Significant gender differences are confirmed in rheumatic and cardiovascular diseases. Today we know that myocardial infarction and stroke are by no means typically male diseases. Nevertheless heart attacks in women remain frequently undetected, or are detected too late simply because physicians still do not expect them in women. Moreover the symptoms of a myocardial infarction tend to be different in men and women: in women the event is associated with rather unspecific symptoms, such as pain in the upper abdomen and the back, lower leg oedema, fatigue or sleeping disorders. The typical male symptoms such as chest pain radiating to the shoulder and down the arm are also present in women, but are rarely immediately associated with a myocardial infarction due to the wider range of symptoms.

These are not the only differences.

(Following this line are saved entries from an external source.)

//! Position evaluation for k-in-a-row boards

pub mod heuristic;

pub use heuristic::evaluate;

/// Score type shared by the evaluator and the search engines.
///
/// Window scores grow as 10^count, so a 64-bit value keeps large win
/// lengths comfortably in range.
pub type Value = i64;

More women than men suffer migraine or irritable bowel syndrome. Pain perception is different between men and women. On the other hand, more men than many physicians tend to acknowledge suffer from the allegedly typically female disease osteoporosis – and die from it. In patients with diabetes, blood sugar levels in women are more difficult to adjust than in men.

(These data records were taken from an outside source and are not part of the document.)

//! Window-counting heuristic for non-terminal boards
//!
//! Every axis-aligned window of exactly k cells is classified:
//! - only the player's marks (p of them): contributes +10^p
//! - only the opponent's marks (o of them): contributes -10^o
//! - mixed or entirely empty: contributes 0
//!
//! The exponential weighting makes near-complete lines dominate, which
//! approximates tactical urgency without any lookahead. Swapping the two
//! marks negates the score exactly, so the evaluation is symmetric.

use super::Value;
use crate::board::{Board, Cell, Mark};

/// Ceiling on reported scores. 10^count saturates long before this, and
/// clamping symmetrically keeps every score strictly inside the search
/// engines' (-INF, INF) window without breaking antisymmetry.
const SCORE_LIMIT: Value = i64::MAX / 4;

/// Score a non-terminal board for `player` by sliding a k-cell window
/// along every row, column and both diagonal directions.
///
/// Scores are saturated and clamped to `±(i64::MAX / 4)`, so boards with
/// win lengths large enough to overflow the 10^count weights (k > 18)
/// still evaluate without panicking.
#[must_use]
pub fn evaluate(board: &Board, player: Mark) -> Value {
    let w = i32::from(board.width());
    let h = i32::from(board.height());
    let k = i32::from(board.win_len());

    // Accumulate in i128: the widest possible board cannot overflow it,
    // and summing exactly keeps the negation symmetry that saturating
    // i64 adds would lose at the extremes
    let mut total: i128 = 0;

    // Rows (empty ranges drop an orientation when k exceeds that dimension)
    for r in 0..h {
        for c in 0..=(w - k) {
            total += i128::from(window_score(board, player, r, c, 0, 1, k));
        }
    }
    // Columns
    for c in 0..w {
        for r in 0..=(h - k) {
            total += i128::from(window_score(board, player, r, c, 1, 0, k));
        }
    }
    // Diagonals (down-right)
    for r in 0..=(h - k) {
        for c in 0..=(w - k) {
            total += i128::from(window_score(board, player, r, c, 1, 1, k));
        }
    }
    // Anti-diagonals (down-left)
    for r in 0..=(h - k) {
        for c in (k - 1)..w {
            total += i128::from(window_score(board, player, r, c, 1, -1, k));
        }
    }

    total.clamp(-i128::from(SCORE_LIMIT), i128::from(SCORE_LIMIT)) as Value
}

/// Contribution of a single k-cell window starting at (row, col) and
/// stepping by (dr, dc). Window coordinates are in bounds by construction;
/// the `Cell::Off` arm is unreachable but kept total.
fn window_score(board: &Board, player: Mark, row: i32, col: i32, dr: i32, dc: i32, k: i32) -> Value {
    let mut own = 0u32;
    let mut opp = 0u32;
    for i in 0..k {
        match board.at(row + dr * i, col + dc * i) {
            Cell::Taken(mark) if mark == player => own += 1,
            Cell::Taken(_) => opp += 1,
            Cell::Empty | Cell::Off => {}
        }
    }
    if opp == 0 && own > 0 {
        10i64.saturating_pow(own)
    } else if own == 0 && opp > 0 {
        -(10i64.saturating_pow(opp))
    } else {
        0
    }
}

#[cfg(test)]
mod tests {
    use super::*;
    use crate::board::Pos;

    fn board_after(width: u8, height: u8, k: u8, moves: &[(u8, u8)]) -> Board {
        let mut board = Board::new(width, height, k, Mark::X);
        for &(row, col) in moves {
            board = board.place(Pos::new(row, col));
        }
        board
    }

    #[test]
    fn test_empty_board_scores_zero() {
        let board = Board::new(4, 4, 4, Mark::X);
        assert_eq!(evaluate(&board, Mark::X), 0);
        assert_eq!(evaluate(&board, Mark::O), 0);
    }

    #[test]
    fn test_single_mark_counts_its_windows() {
        // Center of 3x3 with k=3: one row, one column, two diagonals
        let board = board_after(3, 3, 3, &[(1, 1)]);
        assert_eq!(evaluate(&board, Mark::X), 4 * 10);
        assert_eq!(evaluate(&board, Mark::O), -4 * 10);
    }

    #[test]
    fn test_mixed_window_scores_zero() {
        // X and O in the same (only) horizontal window of row 0
        let board = board_after(3, 3, 3, &[(0, 0), (0, 1)]);
        // Row 0 window mixed; X still owns its column and the main diagonal,
        // O its column. Just verify antisymmetry and sign here.
        assert_eq!(evaluate(&board, Mark::X), -evaluate(&board, Mark::O));
    }

    #[test]
    fn test_exponential_weighting() {
        // Three X in a row on 4x4 k=4: the row window with p=3 dominates
        let board = board_after(4, 4, 4, &[(0, 0), (2, 0), (0, 1), (2, 1), (0, 2)]);
        let score = evaluate(&board, Mark::X);
        assert!(score >= 1000 - 200, "near-complete line must dominate: {score}");
    }

    #[test]
    fn test_antisymmetry_on_random_like_position() {
        let board = board_after(
            5,
            5,
            4,
            &[(0, 0), (1, 1), (2, 2), (3, 3), (0, 4), (4, 0), (2, 1), (1, 2)],
        );
        assert_eq!(evaluate(&board, Mark::X), -evaluate(&board, Mark::O));
    }

    #[test]
    fn test_huge_win_length_saturates_without_panic() {
        // 19 same-color marks in one k=20 window would overflow 10^count;
        // the weights saturate and the total stays inside the search window
        let mut board = Board::new(25, 2, 20, Mark::X);
        for c in 0..19 {
            board = board.place(Pos::new(0, c)).place(Pos::new(1, c));
        }
        let for_x = evaluate(&board, Mark::X);
        let for_o = evaluate(&board, Mark::O);
        assert!(for_x.abs() <= i64::MAX / 4);
        assert_eq!(for_x, -for_o, "clamping must preserve antisymmetry");
    }

    #[test]
    fn test_non_square_board_windows() {
        // 5x2 board, k=4: only horizontal windows exist
        let board = board_after(5, 2, 4, &[(0, 0)]);
        // X at (0,0) sits in exactly one horizontal window (cols 0..=3)
        assert_eq!(evaluate(&board, Mark::X), 10);
    }
}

The fact that men and women respond differently to certain medications is only partially due to the differences in body size and weight. Gender-specific metabolisms and hormonal makeup also play a significant role.

Moreover, the processing of active ingredients to some extent depends on a body’s fat, water and muscle volumes. Due to the higher level of body fat in women, drugs with fat soluble ingredients tend to have stronger effects in women, while other active ingredients take longer to be flushed out by the liver and are filtered to a lesser degree in the kidney.

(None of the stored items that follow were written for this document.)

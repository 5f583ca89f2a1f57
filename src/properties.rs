// SPDX-License-Identifier: GPL-3.0-only
//! OSD property table
//!
//! Every adjustable setting is addressed by a two byte message code and
//! accepts either an inclusive range or a fixed set of values. The table is
//! built once on first use and never mutated.

use std::collections::HashMap;
use std::fmt;

use once_cell::sync::Lazy;

use crate::error::{ControlError, Result};

/// Values a property accepts
#[derive(Debug, Clone, Copy, PartialEq, Eq)]
pub enum Constraint {
    /// Inclusive range
    Range { min: u8, max: u8 },
    /// Explicit allow-list
    OneOf(&'static [u8]),
}

impl Constraint {
    pub fn contains(&self, value: u8) -> bool {
        match self {
            Constraint::Range { min, max } => (*min..=*max).contains(&value),
            Constraint::OneOf(allowed) => allowed.contains(&value),
        }
    }
}

impl fmt::Display for Constraint {
    fn fmt(&self, f: &mut fmt::Formatter<'_>) -> fmt::Result {
        match self {
            Constraint::Range { min, max } => write!(f, "{}..={}", min, max),
            Constraint::OneOf(allowed) => write!(f, "{:?}", allowed),
        }
    }
}

/// A single OSD setting
#[derive(Debug, Clone, Copy, PartialEq, Eq)]
pub struct Property {
    pub name: &'static str,
    pub message_a: u8,
    pub message_b: u8,
    pub constraint: Constraint,
}

const OSD_TIMEOUTS: &[u8] = &[5, 10, 15, 20, 25, 30];
const INPUT_SOURCES: &[u8] = &[
    InputSource::DisplayPort as u8,
    InputSource::Hdmi1 as u8,
    InputSource::Hdmi2 as u8,
];

impl Property {
    pub const BRIGHTNESS: Property = Property::range("brightness", 0x10, 0x00, 0, 100);
    pub const CONTRAST: Property = Property::range("contrast", 0x12, 0x00, 0, 100);
    pub const SHARPNESS: Property = Property::range("sharpness", 0x87, 0x00, 0, 100);
    pub const VOLUME: Property = Property::range("volume", 0x62, 0x00, 0, 100);
    pub const INPUT_SOURCE: Property = Property {
        name: "input_source",
        message_a: 0x60,
        message_b: 0x00,
        constraint: Constraint::OneOf(INPUT_SOURCES),
    };
    pub const BLUE_LIGHT_REDUCTION: Property =
        Property::range("blue_light_reduction", 0xe0, 0x0b, 0, 10);
    pub const KVM_STATUS: Property = Property::range("kvm_status", 0xe0, 0x69, 0, 1);
    pub const BLACK_EQUALIZER: Property = Property::range("black_equalizer", 0xe0, 0x02, 0, 10);
    pub const OSD_TIMEOUT: Property = Property {
        name: "osd_timeout",
        message_a: 0xe0,
        message_b: 0x30,
        constraint: Constraint::OneOf(OSD_TIMEOUTS),
    };

    /// Every property the monitor exposes
    pub const ALL: [Property; 9] = [
        Property::BRIGHTNESS,
        Property::CONTRAST,
        Property::SHARPNESS,
        Property::VOLUME,
        Property::INPUT_SOURCE,
        Property::BLUE_LIGHT_REDUCTION,
        Property::KVM_STATUS,
        Property::BLACK_EQUALIZER,
        Property::OSD_TIMEOUT,
    ];

    const fn range(name: &'static str, message_a: u8, message_b: u8, min: u8, max: u8) -> Self {
        Self {
            name,
            message_a,
            message_b,
            constraint: Constraint::Range { min, max },
        }
    }

    /// Check `value` against this property's constraint
    pub fn validate(&self, value: u8) -> Result<u8> {
        if self.constraint.contains(value) {
            Ok(value)
        } else {
            Err(ControlError::InvalidValue {
                property: self.name,
                value,
                allowed: self.constraint.to_string(),
            })
        }
    }

    /// Bounds of a range property, `None` for allow-lists
    pub fn bounds(&self) -> Option<(u8, u8)> {
        match self.constraint {
            Constraint::Range { min, max } => Some((min, max)),
            Constraint::OneOf(_) => None,
        }
    }
}

static PROPERTIES: Lazy<HashMap<&'static str, Property>> =
    Lazy::new(|| Property::ALL.iter().map(|p| (p.name, *p)).collect());

/// The property table, keyed by name
pub fn table() -> &'static HashMap<&'static str, Property> {
    &PROPERTIES
}

/// Find a property by name
pub fn lookup(name: &str) -> Result<Property> {
    PROPERTIES
        .get(name)
        .copied()
        .ok_or_else(|| ControlError::UnknownProperty(name.to_string()))
}

/// Video input, using the MCCS input-select codes
#[derive(Debug, Clone, Copy, PartialEq, Eq)]
#[repr(u8)]
pub enum InputSource {
    DisplayPort = 0x0f,
    Hdmi1 = 0x11,
    Hdmi2 = 0x12,
}

impl TryFrom<u8> for InputSource {
    type Error = ControlError;

    fn try_from(value: u8) -> Result<Self> {
        match value {
            0x0f => Ok(InputSource::DisplayPort),
            0x11 => Ok(InputSource::Hdmi1),
            0x12 => Ok(InputSource::Hdmi2),
            _ => Err(ControlError::InvalidValue {
                property: Property::INPUT_SOURCE.name,
                value,
                allowed: Property::INPUT_SOURCE.constraint.to_string(),
            }),
        }
    }
}

impl fmt::Display for InputSource {
    fn fmt(&self, f: &mut fmt::Formatter<'_>) -> fmt::Result {
        match self {
            InputSource::DisplayPort => write!(f, "DisplayPort"),
            InputSource::Hdmi1 => write!(f, "HDMI 1"),
            InputSource::Hdmi2 => write!(f, "HDMI 2"),
        }
    }
}

#[cfg(test)]
mod tests {
    use super::*;

    #[test]
    fn test_table_contains_every_property() {
        assert_eq!(table().len(), Property::ALL.len());
        for property in Property::ALL {
            assert_eq!(lookup(property.name).unwrap(), property);
        }
    }

    #[test]
    fn test_unknown_property() {
        assert!(matches!(
            lookup("gamma"),
            Err(ControlError::UnknownProperty(name)) if name == "gamma"
        ));
    }

    #[test]
    fn test_range_validation() {
        let p = Property::BLUE_LIGHT_REDUCTION;
        assert_eq!(p.validate(0).unwrap(), 0);
        assert_eq!(p.validate(10).unwrap(), 10);
        assert!(matches!(
            p.validate(11),
            Err(ControlError::InvalidValue { property: "blue_light_reduction", value: 11, .. })
        ));
    }

    #[test]
    fn test_allow_list_validation() {
        let p = Property::OSD_TIMEOUT;
        for v in [5, 10, 15, 20, 25, 30] {
            assert!(p.validate(v).is_ok());
        }
        assert!(p.validate(0).is_err());
        assert!(p.validate(12).is_err());
        assert_eq!(p.bounds(), None);
    }

    #[test]
    fn test_kvm_status_codes() {
        let p = Property::KVM_STATUS;
        assert_eq!((p.message_a, p.message_b), (0xe0, 0x69));
        assert_eq!(p.bounds(), Some((0, 1)));
    }

    #[test]
    fn test_input_source_conversion() {
        assert_eq!(InputSource::try_from(0x11).unwrap(), InputSource::Hdmi1);
        assert!(InputSource::try_from(0x01).is_err());
        for source in [InputSource::DisplayPort, InputSource::Hdmi1, InputSource::Hdmi2] {
            assert!(Property::INPUT_SOURCE.validate(source as u8).is_ok());
        }
    }
}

Neglecting these physiological processes can lead to dangerous adverse reactions and over-dosage – and toxicity can occur. Consequently, in years to come the young discipline of gender medicine will most likely put a special focus on gender differences in response to drugs, especially regarding medication for heart diseases, seizures and coagulation modifiers.

Economic benefits of gender-specific perspectives
In geriatrics, gender factors are also frequently neglected because the costs are allegedly prohibitive. However, providing old patients with gender-specific treatments is above all a question of organisation, not funds.

One argument: Gender-specific medication is too expensive, in effect meaning that personalised and patient-centred medicine is too expensive. Conversely, the advocates of gender medicine maintain that gender-specific medication saves money and has better outcomes, in the long run. Additionally, they deplore EU funds being channelled to biogenetic research rather than to behavioural, environmental or prevention research.
 

Profile:
Professor Vera Regitz-Zagrosek MD is co-founder and Director (since 2007) of the Institute for Gender Research in Medicine (GiM) and a Member of the Board (from 2012) of the Centre for Cardiovascular Research (CCR), both at Charité Medical University in Berlin. Following her habilitation in internal medicine at the Free University Berlin the professor joined the Berlin-based German Heart Centre as a senior physician. She has also served as Vice Director of the Centre for Cardiovascular Research (CCR) at Charité (2003 to 2008). In 2002 the professor designed the graduate course Gender-specific mechanisms in myocardial hypertrophy. She also initiated the foundation of the International Society for Gender in Medicine (IGM) and the German Society, of Gender Medicine. For the European Society of Cardiology (ESC), Prof. Regitz-Zagrosek heads the cardiovascular diseases in pregnancy task force and coordinates the Berlin site of the German Centre for Cardiovascular Research.